Joaque, whose photographic career spanned several coastal regions in West and Central Africa, has been considered as one of the earliest African professional photographers. Between 1865 and 1890, he temporarily closed his photographic studio in Freetown and opened a new studio in Fernando Pó, an island in Equatorial Guinea, now called Bioko. In the 1870s, he was commissioned by Spanish governor Diego Santisteban to produce a series of fourteen photographs of Santa Isabel, the former capital of Fernando Pó. During these years, he also worked in Libreville, Gabon. Afterwards, he returned to Freetown and established his new studio in 1890. Some years later, Joaque died in Freetown on 1 November 1895.

== Reception ==
Commenting on the earliest African-born photographers, such as the Lutterodt brothers, Neils Walwin Holm, J. A. Green, and Joaque, as well as on their contribution to the circulation of photographs in West Africa and beyond, historian Jürg Schneider from the University of Basel, Switzerland, wrote:

Visual information about Africa had been reaching Europe for centuries before the latter half of the 19th century, but had concerned relatively small geographical areas and usually only reached a small educated elite. This changed however when new printing techniques permitted production of cheap illustrated magazines and books at the time when European imperialism gained momentum.
— Jürg Schneider

Joaque's photographs were published as engravings in 19th-century illustrated magazines such as La Ilustración Española y Americana in Spain and Über Land und Meer in Germany, as well as in missionary reports and travelogues.

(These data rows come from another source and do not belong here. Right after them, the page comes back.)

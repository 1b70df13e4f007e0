use std::{fs::OpenOptions, path::Path, sync::Mutex};

use tracing::Dispatch;
use tracing_subscriber::{EnvFilter, filter::LevelFilter, fmt, prelude::*};

pub const DEFAULT_LOG_FILE: &str = "weather.log";

const DEFAULT_FILTER: &str = "weather_core=info,weather_cli=info";

/// Build the diagnostic sink for one run.
///
/// - Appends timestamped events to `log_file`, filtered by `RUST_LOG`
///   (default `info` for our crates).
/// - Mirrors warnings and errors to stderr.
///
/// The returned dispatch is not installed globally; attach it to the work
/// that should report through it. If the log file cannot be opened the run
/// continues with stderr only.
pub fn dispatch(log_file: &Path) -> Dispatch {
    let env_filter =
        EnvFilter::try_from_default_env().unwrap_or_else(|_| EnvFilter::new(DEFAULT_FILTER));

    let file = OpenOptions::new().create(true).append(true).open(log_file);

    let (file_layer, open_error) = match file {
        Ok(file) => {
            let layer = fmt::layer()
                .with_writer(Mutex::new(file))
                .with_ansi(false)
                .with_filter(env_filter);
            (Some(layer), None)
        }
        Err(err) => (None, Some(err)),
    };

    let console_layer = fmt::layer()
        .with_writer(std::io::stderr)
        .with_target(false)
        .without_time()
        .compact()
        .with_filter(LevelFilter::WARN);

    let dispatch = Dispatch::new(tracing_subscriber::registry().with(file_layer).with(console_layer));

    if let Some(err) = open_error {
        tracing::dispatcher::with_default(&dispatch, || {
            tracing::warn!(path = %log_file.display(), error = %err, "Could not open log file");
        });
    }

    dispatch
}
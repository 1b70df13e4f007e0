//! Day-bucketed forecast aggregation and chronological rendering.

use chrono::TimeZone;
use std::collections::HashMap;

use crate::model::{DayKey, DaySummary, ForecastSample, UnitSystem};

/// Label format for a forecast day, e.g. `Mon Jan 02`.
pub const DAY_LABEL_FORMAT: &str = "%a %b %d";

/// Reduce forecast samples to one summary per calendar day in `tz`.
///
/// Bounds are tracked independently: `min_temp` is the lowest `temp_min`
/// and `max_temp` the highest `temp_max` seen for the day. The condition is
/// taken from the first sample of each day and never replaced.
pub fn aggregate<Tz: TimeZone>(
    samples: &[ForecastSample],
    tz: &Tz,
) -> HashMap<DayKey, DaySummary> {
    let mut days: HashMap<DayKey, DaySummary> = HashMap::new();

    for sample in samples {
        let day = sample.timestamp.with_timezone(tz).date_naive();

        days.entry(day)
            .and_modify(|summary| {
                summary.min_temp = summary.min_temp.min(sample.temp_min);
                summary.max_temp = summary.max_temp.max(sample.temp_max);
            })
            .or_insert_with(|| DaySummary {
                day,
                min_temp: sample.temp_min,
                max_temp: sample.temp_max,
                condition: sample.condition.clone(),
            });
    }

    days
}

/// Render one line per day, ordered by date.
pub fn render(summaries: &HashMap<DayKey, DaySummary>, unit: UnitSystem) -> Vec<String> {
    let mut days: Vec<&DayKey> = summaries.keys().collect();
    days.sort_unstable();

    let symbol = unit.temperature_symbol();

    days.into_iter()
        .map(|day| {
            let summary = &summaries[day];
            format!(
                "{} - High: {:.1}°{symbol}, Low: {:.1}°{symbol}, {}",
                day.format(DAY_LABEL_FORMAT),
                summary.max_temp,
                summary.min_temp,
                summary.condition,
            )
        })
        .collect()
}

Further, his photographs were presented in colonial exhibitions, including those in Gabon (1887) and Paris (1900), highlighting his international recognition and the demand for his work during that era. In his study "Circulating West-African Photographs in the Atlantic Visualscape", Schneider discussed the wider circulation of early photography in the region, noting Joaque's work across various regions of West and Central Africa "along the paths of a huge and dynamic network knitted and knotted by the movements of people and photographs."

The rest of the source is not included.